LOCKPORT – The Niagara County Legislature is expected to vote March 3 to come up with an additional $150,000 to refresh the county’s wiped-out road salt budget.

Michael F. Tracy, deputy public works superintendent for highways, said the brutal winter has exhausted his entire $275,000 salt allocation in less than two months.

Also, he said, one of the major factors has been a 27 percent price increase in November by the county’s salt dealer, American Rock Salt.

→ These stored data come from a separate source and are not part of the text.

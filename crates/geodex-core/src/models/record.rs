use crate::models::{GeoPoint, Key, Value};
use serde::{Deserialize, Serialize};

/// Reserved per-record data kept outside the regular field map.
///
/// The original data sources mark these with `__dup__`-style sentinel
/// names; geodex models them as a closed enum and translates the sentinel
/// spellings once, at the load boundary.
#[derive(Debug, Clone, Copy, PartialEq, Eq, Hash, Serialize, Deserialize)]
pub enum ReservedField {
    /// Keys derived from this record by the duplicate policy.
    Duplicates,
    /// Keys this record was derived from.
    Parents,
    /// Line number of the source row.
    LineNumber,
    /// Cells the loader could not attribute to a declared field.
    Garbage,
}

impl ReservedField {
    pub const ALL: [ReservedField; 4] = [
        ReservedField::Duplicates,
        ReservedField::Parents,
        ReservedField::LineNumber,
        ReservedField::Garbage,
    ];

    pub fn name(&self) -> &'static str {
        match self {
            ReservedField::Duplicates => "duplicates",
            ReservedField::Parents => "parents",
            ReservedField::LineNumber => "line_number",
            ReservedField::Garbage => "garbage",
        }
    }

    /// Translation table used at the load boundary. Accepts both the
    /// canonical names and the sentinel spellings of legacy sources.
    pub fn from_name(name: &str) -> Option<Self> {
        match name {
            "duplicates" | "__dup__" => Some(ReservedField::Duplicates),
            "parents" | "__par__" => Some(ReservedField::Parents),
            "line_number" | "__lno__" => Some(ReservedField::LineNumber),
            "garbage" | "__gar__" => Some(ReservedField::Garbage),
            _ => None,
        }
    }
}

/// An insertion-ordered field → value map.
///
/// Records carry a handful of fields; a plain vector keeps the source
/// column order, which `HashMap` would lose and `BTreeMap` would re-sort.
#[derive(Debug, Clone, Default, PartialEq, Serialize, Deserialize)]
pub struct FieldMap {
    entries: Vec<(String, Value)>,
}

impl FieldMap {
    pub fn new() -> Self {
        Self::default()
    }

    pub fn get(&self, name: &str) -> Option<&Value> {
        self.entries.iter().find(|(n, _)| n == name).map(|(_, v)| v)
    }

    pub fn contains(&self, name: &str) -> bool {
        self.entries.iter().any(|(n, _)| n == name)
    }

    /// Insert or replace a value. A replaced field keeps its position;
    /// a new field is appended. Returns the previous value, if any.
    pub fn insert(&mut self, name: impl Into<String>, value: Value) -> Option<Value> {
        let name = name.into();
        match self.entries.iter_mut().find(|(n, _)| *n == name) {
            Some((_, slot)) => Some(std::mem::replace(slot, value)),
            None => {
                self.entries.push((name, value));
                None
            }
        }
    }

    pub fn remove(&mut self, name: &str) -> Option<Value> {
        let idx = self.entries.iter().position(|(n, _)| n == name)?;
        Some(self.entries.remove(idx).1)
    }

    pub fn names(&self) -> impl Iterator<Item = &str> {
        self.entries.iter().map(|(n, _)| n.as_str())
    }

    pub fn iter(&self) -> impl Iterator<Item = (&str, &Value)> {
        self.entries.iter().map(|(n, v)| (n.as_str(), v))
    }

    pub fn len(&self) -> usize {
        self.entries.len()
    }

    pub fn is_empty(&self) -> bool {
        self.entries.is_empty()
    }
}

impl FromIterator<(String, Value)> for FieldMap {
    fn from_iter<I: IntoIterator<Item = (String, Value)>>(iter: I) -> Self {
        let mut map = FieldMap::new();
        for (name, value) in iter {
            map.insert(name, value);
        }
        map
    }
}

/// One loaded row: a unique key, its ordered fields, and reserved data.
#[derive(Debug, Clone, PartialEq, Serialize, Deserialize)]
pub struct Record {
    key: Key,
    fields: FieldMap,
    point: Option<GeoPoint>,
    duplicates: Vec<Key>,
    parents: Vec<Key>,
    line_number: u64,
    garbage: Vec<String>,
}

impl Record {
    pub fn new(key: Key, fields: FieldMap, line_number: u64) -> Self {
        Self {
            key,
            fields,
            point: None,
            duplicates: Vec::new(),
            parents: Vec::new(),
            line_number,
            garbage: Vec::new(),
        }
    }

    pub fn key(&self) -> &Key {
        &self.key
    }

    pub fn fields(&self) -> &FieldMap {
        &self.fields
    }

    pub fn field(&self, name: &str) -> Option<&Value> {
        self.fields.get(name)
    }

    /// The record's resolved geographic point, if its coordinate fields
    /// parsed to a valid latitude/longitude pair.
    pub fn point(&self) -> Option<GeoPoint> {
        self.point
    }

    pub fn duplicates(&self) -> &[Key] {
        &self.duplicates
    }

    pub fn parents(&self) -> &[Key] {
        &self.parents
    }

    pub fn line_number(&self) -> u64 {
        self.line_number
    }

    pub fn garbage(&self) -> &[String] {
        &self.garbage
    }

    pub fn has_duplicates(&self) -> bool {
        !self.duplicates.is_empty()
    }

    /// Whether this record was minted by the duplicate policy rather than
    /// loaded under its own key.
    pub fn is_derived(&self) -> bool {
        !self.parents.is_empty()
    }

    /// Reserved data rendered as a regular value, for display tables.
    pub fn reserved(&self, field: ReservedField) -> Value {
        match field {
            ReservedField::Duplicates => {
                Value::List(self.duplicates.iter().map(|k| k.as_str().to_string()).collect())
            }
            ReservedField::Parents => {
                Value::List(self.parents.iter().map(|k| k.as_str().to_string()).collect())
            }
            ReservedField::LineNumber => Value::Number(self.line_number as f64),
            ReservedField::Garbage => Value::List(self.garbage.clone()),
        }
    }

    pub fn set_field(&mut self, name: impl Into<String>, value: Value) -> Option<Value> {
        self.fields.insert(name, value)
    }

    pub fn remove_field(&mut self, name: &str) -> Option<Value> {
        self.fields.remove(name)
    }

    pub fn set_point(&mut self, point: Option<GeoPoint>) {
        self.point = point;
    }

    pub fn link_duplicate(&mut self, derived: Key) {
        self.duplicates.push(derived);
    }

    pub fn link_parent(&mut self, parent: Key) {
        self.parents.push(parent);
    }

    pub fn push_garbage(&mut self, cell: String) {
        self.garbage.push(cell);
    }
}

“They went from $34 a ton to about $50 a ton for road salt,” Tracy said. “We usually buy between 5,200 and 7.200 tons per year, depending on the severity of the winter, and right now we’re at 5,500, so we’re not that far out from where we would normally be. But it’s just been unprecedented.”

“The intense weather we’re having is coming home to roost,” Public Works Commissioner Kevin P. O’Brien told the Legislature’s Public Works Committee last week. “We’re using a tremendous amount of salt.”

Tracy said the county started the winter with about 1,000 tons of salt left over from last winter, and as of Friday, something between 200 and 400 tons was on hand.

“These little 1-inch or 2-inch snowfalls are actually more costly then a 4-, 5- or 6-inch snowfall, when it comes to salt usage.” Tracy said.

There’s a lot of salt piled up in the snow on county roads, waiting for slightly warmer temperatures. “Salt will work in the sunshine down to about 10 degrees or so,” Tracy said. “The minute the sun goes down, you’re frozen again. If you get below zero, basically the salt you’re putting on the street today is serving as a grit.”

The $150,000 being added to the budget, which is coming from the surplus in the county road fund, should get the county through the winter and leave a salt supply for next winter. “I’ve got to think what I’m going to need for this fall, and it’s a crapshoot,” Tracy said.

As for overtime, Tracy said he has used up about half of his $70,000 overtime budget for the year.

“No matter what, I’ll have enough to get through spring,” Tracy predicted. He said that he uses some overtime on paving jobs during the summer but that nothing can compare with winter.

In other road-related matters, the Public Works Committee approved a $782,340 contract with Mark Cerrone Inc. of Niagara Falls to replace the Youngstown-Wilson Road Bridge over Six Mile Creek in Porter. It was the lower of two bidders.